I hug her back, my nerves dissipating when I’m hit with the informality of her demeanor. She might be the First Lady, but she’s every bit human and shows it every chance she gets.

“I didn’t know you were coming.” I smile, swallowing the lump in my throat. “I would’ve… changed.”

She laughs softly, but a sob interrupts that laugh. “You’ve just been through hell and back, and you’re worried about changing your clothes for us?” She pulls back, taking my hands in hers as she stares me down with tears in her eyes. “Dove, I am so, so sorry. You have no idea—”

“It’s okay,” I tell her, sniffling. “This isn’t your fault, Cam. None of it. We don’t get to choose our parents.”

Based on our previous conversations, I now know how hard this must be for her. Salister is her father. And everyone she’s ever loved has been under his thumb her entire life. Cam falls silent, her ashy green eyes looking vacant for just a second before she blinks and life returns to them. Her lips press together in a faint smile, as if to please me, as if to make me believe she agrees with what I said. Pretending is part of what we do , she once told me. I make a mental note to call her out for it later, if or when we have time to talk more. She has nothing to feel guilty about.

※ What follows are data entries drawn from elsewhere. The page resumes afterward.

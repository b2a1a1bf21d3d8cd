//! Tool registry: named functions the model may call mid-conversation.

pub mod bridge;

use std::any::Any;
use std::collections::HashMap;
use std::future::Future;
use std::sync::Arc;

use futures::future::BoxFuture;
use schemars::JsonSchema;
use schemars::r#gen::SchemaSettings;
use serde::Serialize;
use serde::de::DeserializeOwned;
use serde_json::{Map, Value, json};
use thiserror::Error;
use tokio_util::sync::CancellationToken;

use crate::provider::FunctionDescriptor;

pub use bridge::ToolBridge;

/// Arguments of one call, keyed by parameter name.
pub type ToolArgs = Map<String, Value>;

#[derive(Debug, Error, Clone, PartialEq, Eq)]
pub enum ToolError {
    #[error("invalid arguments: {0}")]
    InvalidArguments(String),

    #[error("{0}")]
    Failed(String),

    #[error("tool call was cancelled")]
    Cancelled,
}

impl ToolError {
    pub fn failed(message: impl std::fmt::Display) -> Self {
        Self::Failed(message.to_string())
    }
}

pub type ToolResult<T> = std::result::Result<T, ToolError>;

pub type ToolHandler =
    Arc<dyn Fn(ToolArgs, ToolContext) -> BoxFuture<'static, ToolResult<Value>> + Send + Sync>;

/// Request-scoped values handed to every invocation.
#[derive(Clone)]
pub struct ToolContext {
    call_id: String,
    cancel: CancellationToken,
    services: Option<Arc<dyn Any + Send + Sync>>,
}

impl std::fmt::Debug for ToolContext {
    fn fmt(&self, f: &mut std::fmt::Formatter<'_>) -> std::fmt::Result {
        f.debug_struct("ToolContext")
            .field("call_id", &self.call_id)
            .field("has_services", &self.services.is_some())
            .finish_non_exhaustive()
    }
}

impl ToolContext {
    #[must_use]
    pub fn new(call_id: impl Into<String>, cancel: CancellationToken) -> Self {
        Self {
            call_id: call_id.into(),
            cancel,
            services: None,
        }
    }

    #[must_use]
    pub fn with_services(mut self, services: Option<Arc<dyn Any + Send + Sync>>) -> Self {
        self.services = services;
        self
    }

    #[must_use]
    pub fn call_id(&self) -> &str {
        &self.call_id
    }

    #[must_use]
    pub const fn cancellation(&self) -> &CancellationToken {
        &self.cancel
    }

    /// Resolve the service container registered for the session, if it has type `T`.
    #[must_use]
    pub fn service<T: Any + Send + Sync>(&self) -> Option<Arc<T>> {
        self.services.clone().and_then(|services| services.downcast::<T>().ok())
    }
}

/// Parameter schema reduced to `{type, properties, required}`. Anything else
/// in the source schema is dropped.
#[derive(Debug, Clone, PartialEq, Eq)]
pub struct ParameterSchema {
    pub kind: String,
    pub properties: Map<String, Value>,
    pub required: Vec<String>,
}

impl ParameterSchema {
    #[must_use]
    pub fn from_json(schema: &Value) -> Self {
        let kind = schema
            .get("type")
            .and_then(Value::as_str)
            .unwrap_or("object")
            .to_string();
        let properties = schema
            .get("properties")
            .and_then(Value::as_object)
            .cloned()
            .unwrap_or_default();
        let required = schema
            .get("required")
            .and_then(Value::as_array)
            .map(|names| {
                names
                    .iter()
                    .filter_map(Value::as_str)
                    .map(str::to_string)
                    .collect()
            })
            .unwrap_or_default();
        Self {
            kind,
            properties,
            required,
        }
    }

    #[must_use]
    pub fn to_json(&self) -> Value {
        json!({
            "type": self.kind,
            "properties": self.properties,
            "required": self.required,
        })
    }
}

#[derive(Debug, Clone, PartialEq, Eq)]
pub struct ToolDefinition {
    pub name: String,
    pub description: Option<String>,
    pub parameters: ParameterSchema,
}

impl ToolDefinition {
    #[must_use]
    pub fn descriptor(&self) -> FunctionDescriptor {
        FunctionDescriptor {
            name: self.name.clone(),
            description: self.description.clone(),
            parameters: self.parameters.to_json(),
        }
    }
}

/// A tool found by an external discovery mechanism.
#[derive(Clone)]
pub struct ToolRecord {
    pub name: String,
    pub description: Option<String>,
    pub schema: Value,
    pub invoke: ToolHandler,
}

impl std::fmt::Debug for ToolRecord {
    fn fmt(&self, f: &mut std::fmt::Formatter<'_>) -> std::fmt::Result {
        f.debug_struct("ToolRecord")
            .field("name", &self.name)
            .field("description", &self.description)
            .finish_non_exhaustive()
    }
}

#[derive(Default)]
pub struct ToolRegistry {
    defs: Vec<ToolDefinition>,
    handlers: HashMap<String, ToolHandler>,
}

impl std::fmt::Debug for ToolRegistry {
    fn fmt(&self, f: &mut std::fmt::Formatter<'_>) -> std::fmt::Result {
        f.debug_struct("ToolRegistry")
            .field("tools", &self.defs.iter().map(|d| d.name.as_str()).collect::<Vec<_>>())
            .finish()
    }
}

impl ToolRegistry {
    #[must_use]
    pub fn new() -> Self {
        Self::default()
    }

    #[must_use]
    pub fn definitions(&self) -> &[ToolDefinition] {
        &self.defs
    }

    #[must_use]
    pub fn descriptors(&self) -> Vec<FunctionDescriptor> {
        self.defs.iter().map(ToolDefinition::descriptor).collect()
    }

    #[must_use]
    pub fn is_empty(&self) -> bool {
        self.defs.is_empty()
    }

    #[must_use]
    pub fn len(&self) -> usize {
        self.defs.len()
    }

    /// Exact-name lookup.
    #[must_use]
    pub fn handler(&self, name: &str) -> Option<ToolHandler> {
        self.handlers.get(name).cloned()
    }

    /// Register a typed tool; its parameter schema is generated from `TArgs`.
    pub fn tool<TArgs, TResp, F, Fut>(&mut self, name: &str, description: &str, handler: F)
    where
        TArgs: DeserializeOwned + JsonSchema + Send + 'static,
        TResp: Serialize + Send + 'static,
        F: Fn(TArgs, ToolContext) -> Fut + Send + Sync + 'static,
        Fut: Future<Output = ToolResult<TResp>> + Send + 'static,
    {
        let schema = SchemaSettings::draft07()
            .with(|settings| settings.inline_subschemas = true)
            .into_generator()
            .into_root_schema_for::<TArgs>();
        let schema = serde_json::to_value(schema).unwrap_or_else(|_| json!({}));

        let user_handler = Arc::new(handler);
        let handler: ToolHandler = Arc::new(
            move |args: ToolArgs, ctx: ToolContext| -> BoxFuture<'static, ToolResult<Value>> {
                let user_handler = Arc::clone(&user_handler);
                Box::pin(async move {
                    let args: TArgs = serde_json::from_value(Value::Object(args))
                        .map_err(|e| ToolError::InvalidArguments(e.to_string()))?;
                    let resp = user_handler(args, ctx).await?;
                    serde_json::to_value(resp).map_err(ToolError::failed)
                })
            },
        );
        self.insert(name, Some(description), &schema, handler);
    }

    /// Register a tool that takes the raw argument map.
    pub fn function<F, Fut>(&mut self, name: &str, description: &str, schema: &Value, handler: F)
    where
        F: Fn(ToolArgs, ToolContext) -> Fut + Send + Sync + 'static,
        Fut: Future<Output = ToolResult<Value>> + Send + 'static,
    {
        let handler: ToolHandler = Arc::new(
            move |args: ToolArgs, ctx: ToolContext| -> BoxFuture<'static, ToolResult<Value>> {
                Box::pin(handler(args, ctx))
            },
        );
        self.insert(name, Some(description), schema, handler);
    }

    /// Add externally discovered tools.
    pub fn extend(&mut self, records: impl IntoIterator<Item = ToolRecord>) {
        for record in records {
            self.insert(
                &record.name,
                record.description.as_deref(),
                &record.schema,
                record.invoke,
            );
        }
    }

    fn insert(&mut self, name: &str, description: Option<&str>, schema: &Value, handler: ToolHandler) {
        let definition = ToolDefinition {
            name: name.to_string(),
            description: description.filter(|d| !d.is_empty()).map(str::to_string),
            parameters: ParameterSchema::from_json(schema),
        };
        if self.handlers.insert(name.to_string(), handler).is_some() {
            tracing::warn!(tool = name, "Replacing previously registered tool");
            self.defs.retain(|existing| existing.name != name);
        }
        self.defs.push(definition);
    }
}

Next to us, the president—Maddox—and my brother greet each other again for the first time in years. Rowan steps in, and the energy in the room shifts completely. They stand tall and in control, all three of them, their bond and their power pulsing around us like the steady drumbeat of war. Cam and I watch as they smile faintly at each other, the first sign of hope either of us has seen in a long, long time.

“Please,” Rowan says, breaking the silence. “Have a seat. It’s gonna be a long night.”